Middlesbrough is what’s known as a ‘post-industrial town’. Once, its steel and other heavy industry and its port brought wealth (to some), employment, and attendant grime and looming industrial architecture. Now, it’s reliant on newer technologies, engineering and the presence of the university developed in the 1990s from the older Polytechnic.
But its landscape is still an industrial one, as is that of the surrounding towns: Billingham, Stockton, Redcar. Could it be true that the RSPB had developed a Nature Reserve here, on its outskirts?
It could. RSPB Saltholme. Though it was hard to believe, as we navigated along roads edged by towering chimneys, great metal hangars, clattering unseen machinery.
But in the end, there it was, among the industrial flatlands – wetlands actually, punctuated by shallow lakes and pools. We’d arrived.
Light-providing pylons stride purposefully across the landscape behind the reserve.

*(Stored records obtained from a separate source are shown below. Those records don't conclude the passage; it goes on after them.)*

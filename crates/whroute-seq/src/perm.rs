//! Exhaustive permutation search.

/// Lexicographic iterator over every permutation of `0..n`.
///
/// Starts at the identity and yields `n!` vectors, one at a time. `n = 0`
/// yields a single empty permutation.
#[derive(Debug, Clone)]
pub struct Permutations {
    current: Vec<usize>,
    done: bool,
}

/// Every permutation of `0..n`, in lexicographic order.
pub fn permutations(n: usize) -> Permutations {
    Permutations {
        current: (0..n).collect(),
        done: false,
    }
}

impl Iterator for Permutations {
    type Item = Vec<usize>;

    fn next(&mut self) -> Option<Vec<usize>> {
        if self.done {
            return None;
        }
        let out = self.current.clone();
        self.done = !next_permutation(&mut self.current);
        Some(out)
    }
}

/// Advance `v` to its lexicographic successor. Returns `false` (leaving `v`
/// unchanged) when `v` is already the last permutation.
fn next_permutation(v: &mut [usize]) -> bool {
    let Some(i) = v.windows(2).rposition(|w| w[0] < w[1]) else {
        return false;
    };
    // v[i + 1..] is non-increasing; find the rightmost element above v[i].
    let Some(j) = v.iter().rposition(|&x| x > v[i]) else {
        return false;
    };
    v.swap(i, j);
    v[i + 1..].reverse();
    true
}

/// Finds the fittest ordering of `0..size` by scoring every permutation.
///
/// Cost grows as `size!`; meant for the handful of stops where exhaustive
/// search is cheaper than tuning a [`Ga`](crate::Ga).
pub struct PermSearch<F> {
    size: usize,
    fitness: F,
}

impl<F: Fn(&[usize]) -> f32> PermSearch<F> {
    /// Search orderings of `0..size`, higher `fitness` being better.
    pub fn new(size: usize, fitness: F) -> Self {
        Self { size, fitness }
    }

    /// Return the best permutation and its fitness. On ties the earliest
    /// permutation in lexicographic order wins.
    pub fn run(&self) -> (Vec<usize>, f32) {
        let mut perms = permutations(self.size);
        // There is always at least one permutation, the identity.
        let mut best = perms.next().unwrap_or_default();
        let mut best_fit = (self.fitness)(&best);
        let mut scored = 1usize;
        for p in perms {
            let fit = (self.fitness)(&p);
            scored += 1;
            if fit > best_fit {
                best = p;
                best_fit = fit;
            }
        }
        log::debug!("perm search: scored {scored} orderings of {}, best {best_fit}", self.size);
        (best, best_fit)
    }
}

#[cfg(test)]
mod tests {
    use super::*;
    use std::collections::HashSet;

    #[test]
    fn lexicographic_order() {
        let all: Vec<_> = permutations(3).collect();
        assert_eq!(
            all,
            vec![
                vec![0, 1, 2],
                vec![0, 2, 1],
                vec![1, 0, 2],
                vec![1, 2, 0],
                vec![2, 0, 1],
                vec![2, 1, 0],
            ]
        );
    }

    #[test]
    fn counts_and_uniqueness() {
        let all: Vec<_> = permutations(5).collect();
        assert_eq!(all.len(), 120);
        let unique: HashSet<_> = all.iter().cloned().collect();
        assert_eq!(unique.len(), 120);
    }

    #[test]
    fn degenerate_sizes() {
        assert_eq!(permutations(0).collect::<Vec<_>>(), vec![Vec::<usize>::new()]);
        assert_eq!(permutations(1).collect::<Vec<_>>(), vec![vec![0]]);
    }

    #[test]
    fn finds_best_ordering() {
        // Reward orderings close to descending.
        let search = PermSearch::new(4, |p: &[usize]| {
            p.iter().enumerate().map(|(i, &g)| (i as f32) * (3 - g as i32) as f32).sum()
        });
        let (best, fit) = search.run();
        assert_eq!(best, vec![3, 2, 1, 0]);
        assert_eq!(fit, 14.0);
    }

    #[test]
    fn ties_keep_first() {
        let (best, fit) = PermSearch::new(3, |_: &[usize]| 1.0).run();
        assert_eq!(best, vec![0, 1, 2]);
        assert_eq!(fit, 1.0);
    }

    #[test]
    fn empty_search() {
        let (best, fit) = PermSearch::new(0, |p: &[usize]| p.len() as f32).run();
        assert!(best.is_empty());
        assert_eq!(fit, 0.0);
    }
}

But the birds had left. How silly of us not to remember. At our local nature reserve, Nosterfield, the birds regularly knock off at lunchtime, only reappearing towards dusk. Who knows where they go?
Sunlight plays across the bird-free water. There’s the Tees Transporter Bridge dominating the skyline.
Never mind. We enjoyed a peaceful walk. We got a moment of drama when flocks of birds DID appear, swirling and swooping above the lake. It was quite likely that they were taking evasive action from a resident peregrine falcon hunting for a meal. Drama over, they disappeared once more.
A peregrine-inspired panic?
We enjoyed our time in this peaceful oasis. We explored trails that ended in well-equipped hides.
Sky-light, lake-light from the hides.
We studied noticeboards with information about what better-informed visitors had spotted that very day. We passed fields with the inevitable large numbers of greylag geese. And towards the end, we were rewarded with just a few sightings: some shelducks feeding; a shoveler or two; a few swans and a very distant heron.
Greylag geese.
Helpful signage.
Helpful what-we-have-spotted board. We did not contribute.
Shelducks feeding.
Shoveler grooming.
Reedbeds.
But we enjoyed our afternoon. A near-empty wetland, with its unusual backdrop of an industrial past and present, and the never-out-of-sight Tees Transporter Bridge made for a fine afternoon’s walking … and there was even a café.